* **Aim of the task**
What lines in the listing include "exists"? Return a copy of each.

[Record set — start]

use std::path::Path;

use eyre::Context;
use serde::de::DeserializeOwned;
use serde::Serialize;

/// Accepts either a YAML string or an unsigned integer and keeps its decimal
/// text. Integers YAML can only hold as floats are rejected, such amounts
/// have to be quoted.
pub mod decimal_string {
    use std::fmt;

    use serde::de::{self, Visitor};
    use serde::{Deserialize, Deserializer};

    struct DecimalText(String);

    struct DecimalTextVisitor;

    impl<'de> Visitor<'de> for DecimalTextVisitor {
        type Value = DecimalText;

        fn expecting(&self, f: &mut fmt::Formatter) -> fmt::Result {
            f.write_str("a whole number, quoted when it is very large")
        }

        fn visit_str<E: de::Error>(self, v: &str) -> Result<Self::Value, E> {
            Ok(DecimalText(v.to_string()))
        }

        fn visit_u64<E: de::Error>(self, v: u64) -> Result<Self::Value, E> {
            Ok(DecimalText(v.to_string()))
        }

        fn visit_u128<E: de::Error>(self, v: u128) -> Result<Self::Value, E> {
            Ok(DecimalText(v.to_string()))
        }

        fn visit_i64<E: de::Error>(self, v: i64) -> Result<Self::Value, E> {
            // Left for the supply parser to reject with the usual error
            Ok(DecimalText(v.to_string()))
        }

        fn visit_f64<E: de::Error>(self, v: f64) -> Result<Self::Value, E> {
            Err(E::custom(format!(
                "{v} is not exact as a YAML number, write it as a quoted \
                 string instead"
            )))
        }
    }

    impl<'de> Deserialize<'de> for DecimalText {
        fn deserialize<D>(deserializer: D) -> Result<Self, D::Error>
        where
            D: Deserializer<'de>,
        {
            deserializer.deserialize_any(DecimalTextVisitor)
        }
    }

    pub fn deserialize<'de, D>(
        deserializer: D,
    ) -> Result<Option<String>, D::Error>
    where
        D: Deserializer<'de>,
    {
        let text = Option::<DecimalText>::deserialize(deserializer)?;

        Ok(text.map(|DecimalText(text)| text))
    }
}

pub async fn read_deserialize<T>(path: impl AsRef<Path>) -> eyre::Result<T>
where
    T: DeserializeOwned,
{
    let path = path.as_ref();

    let content = tokio::fs::read_to_string(path)
        .await
        .with_context(|| format!("Reading from {}", path.display()))?;

    let value = serde_yaml::from_str(&content).with_context(|| {
        format!("Parsing {} content was {content}", path.display())
    })?;

    Ok(value)
}

pub async fn write_serialize<T>(
    path: impl AsRef<Path>,
    value: T,
) -> eyre::Result<()>
where
    T: Serialize,
{
    let path = path.as_ref();

    let content = serde_yaml::to_string(&value)
        .with_context(|| format!("Serializing {}", path.display()))?;

    tokio::fs::write(path, content)
        .await
        .with_context(|| format!("Writing to {}", path.display()))?;

    Ok(())
}
use ethers::abi::{ParamType, Token};
use ethers::types::{Bytes, U256};
use strum::Display;

/// The read-only ERC20 metadata getters used to verify a deployment.
#[derive(Debug, Clone, Copy, PartialEq, Eq, Hash, Display)]
#[strum(serialize_all = "lowercase")]
pub enum MetadataCall {
    Name,
    Symbol,
    Decimals,
}

impl MetadataCall {
    pub fn signature(self) -> &'static str {
        match self {
            Self::Name => "name()",
            Self::Symbol => "symbol()",
            Self::Decimals => "decimals()",
        }
    }

    pub fn selector(self) -> [u8; 4] {
        ethers::utils::id(self.signature())
    }

    pub fn calldata(self) -> Bytes {
        Bytes::from(self.selector().to_vec())
    }

    fn output(self) -> ParamType {
        match self {
            Self::Name | Self::Symbol => ParamType::String,
            Self::Decimals => ParamType::Uint(8),
        }
    }

    fn decode(self, data: &[u8]) -> eyre::Result<Token> {
        let mut tokens = ethers::abi::decode(&[self.output()], data)?;

        tokens
            .pop()
            .ok_or_else(|| eyre::eyre!("{self}() returned nothing"))
    }

    pub fn decode_string(self, data: &[u8]) -> eyre::Result<String> {
        match self.decode(data)? {
            Token::String(value) => Ok(value),
            other => eyre::bail!("{self}() returned {other:?}"),
        }
    }

    pub fn decode_u8(self, data: &[u8]) -> eyre::Result<u8> {
        match self.decode(data)? {
            Token::Uint(value) if value <= U256::from(u8::MAX) => {
                Ok(value.low_u32() as u8)
            }
            other => eyre::bail!("{self}() returned {other:?}"),
        }
    }
}
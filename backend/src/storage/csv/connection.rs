//! # CSV Connection
//!
//! Shared handle on the data directory used by the CSV repositories.
//!
//! ## File Structure
//!
//! ```text
//! data/
//! ├── accounts.csv
//! └── {account_id}/
//!     ├── config.yaml
//!     ├── quotes.csv
//!     ├── jobs.csv
//!     ├── invoices.csv
//!     ├── clients.csv
//!     └── inventory.csv
//! ```

use anyhow::Result;
use log::debug;
use std::path::{Path, PathBuf};

/// Cheap-to-clone handle shared by all repositories.
#[derive(Clone)]
pub struct CsvConnection {
    base_directory: PathBuf,
}

impl CsvConnection {
    /// Open (creating if needed) the base data directory.
    pub fn new<P: AsRef<Path>>(base_directory: P) -> Result<Self> {
        let base_directory = base_directory.as_ref().to_path_buf();
        if !base_directory.exists() {
            std::fs::create_dir_all(&base_directory)?;
            debug!("Created data directory: {:?}", base_directory);
        }
        Ok(Self { base_directory })
    }

    pub fn base_directory(&self) -> &Path {
        &self.base_directory
    }

    /// Path of an account's data directory. Not created here.
    pub fn account_directory(&self, account_id: &str) -> PathBuf {
        self.base_directory.join(account_id)
    }

    /// Ensure an account's data directory exists and return its path.
    pub fn ensure_account_directory(&self, account_id: &str) -> Result<PathBuf> {
        let dir = self.account_directory(account_id);
        if !dir.exists() {
            std::fs::create_dir_all(&dir)?;
            debug!("Created account directory: {:?}", dir);
        }
        Ok(dir)
    }
}
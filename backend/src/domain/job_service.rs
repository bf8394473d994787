//! Job service domain logic.
//!
//! Thin persistence wrapper around the pure scheduling functions. Every
//! mutating call carries the caller's expected version.

use anyhow::Result;
use chrono::Utc;
use log::info;
use std::sync::Arc;

use crate::domain::commands::jobs::{
    AdvanceJobsCommand, AdvanceJobsResult, ClientDateResponseCommand, CompleteJobCommand,
    ConfirmDatesCommand, ProposeDatesCommand,
};
use crate::domain::models::job::DomainJob;
use crate::domain::scheduling;
use crate::storage::csv::{CsvConnection, JobRepository};
use crate::storage::JobStorage;

#[derive(Clone)]
pub struct JobService {
    job_repository: JobRepository,
}

impl JobService {
    pub fn new(csv_conn: Arc<CsvConnection>) -> Self {
        Self {
            job_repository: JobRepository::new((*csv_conn).clone()),
        }
    }

    pub fn get_job(&self, account_id: &str, job_id: &str) -> Result<DomainJob> {
        self.job_repository
            .get_job(account_id, job_id)?
            .ok_or_else(|| anyhow::anyhow!("Job not found: {}", job_id))
    }

    pub fn list_jobs(&self, account_id: &str) -> Result<Vec<DomainJob>> {
        self.job_repository.list_jobs(account_id)
    }

    pub fn propose_dates(&self, command: ProposeDatesCommand) -> Result<DomainJob> {
        let job = self.get_job(&command.account_id, &command.job_id)?;
        let updated = scheduling::propose_dates(&job, command.range, Utc::now())?;
        self.job_repository
            .update_job(&updated, command.expected_version)
    }

    pub fn record_client_response(&self, command: ClientDateResponseCommand) -> Result<DomainJob> {
        let job = self.get_job(&command.account_id, &command.job_id)?;
        let updated = scheduling::record_client_response(&job, &command.response, Utc::now())?;
        self.job_repository
            .update_job(&updated, command.expected_version)
    }

    pub fn confirm_dates(&self, command: ConfirmDatesCommand) -> Result<DomainJob> {
        let job = self.get_job(&command.account_id, &command.job_id)?;
        let updated = scheduling::confirm_dates(&job, Utc::now())?;
        let planned = self
            .job_repository
            .update_job(&updated, command.expected_version)?;
        info!("Job planned: {}", planned.id);
        Ok(planned)
    }

    pub fn complete_job(&self, command: CompleteJobCommand) -> Result<DomainJob> {
        let job = self.get_job(&command.account_id, &command.job_id)?;
        let updated = scheduling::mark_completed(&job, Utc::now())?;
        self.job_repository
            .update_job(&updated, command.expected_version)
    }

    /// Start every planned job whose start date has arrived.
    pub fn advance_jobs(&self, command: AdvanceJobsCommand) -> Result<AdvanceJobsResult> {
        let jobs = self.job_repository.list_jobs(&command.account_id)?;
        let mut started_job_ids = Vec::new();
        let now = Utc::now();

        for job in jobs {
            if let Some(started) = scheduling::advance_if_due(&job, command.today, now) {
                self.job_repository.update_job(&started, job.version)?;
                info!("Job started: {}", started.id);
                started_job_ids.push(started.id);
            }
        }

        Ok(AdvanceJobsResult { started_job_ids })
    }
}
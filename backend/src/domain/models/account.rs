use chrono::{DateTime, Utc};
use serde::{Deserialize, Serialize};

/// An artisan account: the tenant every other entity is scoped under.
#[derive(Debug, Clone, Serialize, Deserialize, PartialEq)]
pub struct DomainAccount {
    pub id: String,
    pub company_name: String,
    pub created_at: DateTime<Utc>,
}

impl DomainAccount {
    pub fn generate_id(now_millis: u64) -> String {
        format!("account::{}", now_millis)
    }
}

/// Per-account business configuration, held server-side.
///
/// The deposit percentage drives the derived `deposit_amount` on every
/// open quote; updating it triggers a recomputation pass.
#[derive(Debug, Clone, Serialize, Deserialize, PartialEq)]
pub struct AccountConfig {
    pub company_name: String,
    pub hourly_rate: f64,
    pub margin_percentage: f64,
    pub deposit_percentage: f64,
    pub vat_rate: f64,
    pub iban: String,
    pub bic: String,
}

impl Default for AccountConfig {
    fn default() -> Self {
        Self {
            company_name: String::new(),
            hourly_rate: 0.0,
            margin_percentage: 0.0,
            deposit_percentage: 30.0,
            vat_rate: 20.0,
            iban: String::new(),
            bic: String::new(),
        }
    }
}

#[derive(Debug, thiserror::Error)]
pub enum AccountValidationError {
    #[error("Company name cannot be empty")]
    EmptyCompanyName,
    #[error("Deposit percentage must be between 0 and 100")]
    InvalidDepositPercentage,
    #[error("VAT rate must be between 0 and 100")]
    InvalidVatRate,
    #[error("Hourly rate cannot be negative")]
    NegativeHourlyRate,
}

[Record set — finish]

* **Response to the exercise**
        if !base_directory.exists() {
    /// Ensure an account's data directory exists and return its path.
        if !dir.exists() {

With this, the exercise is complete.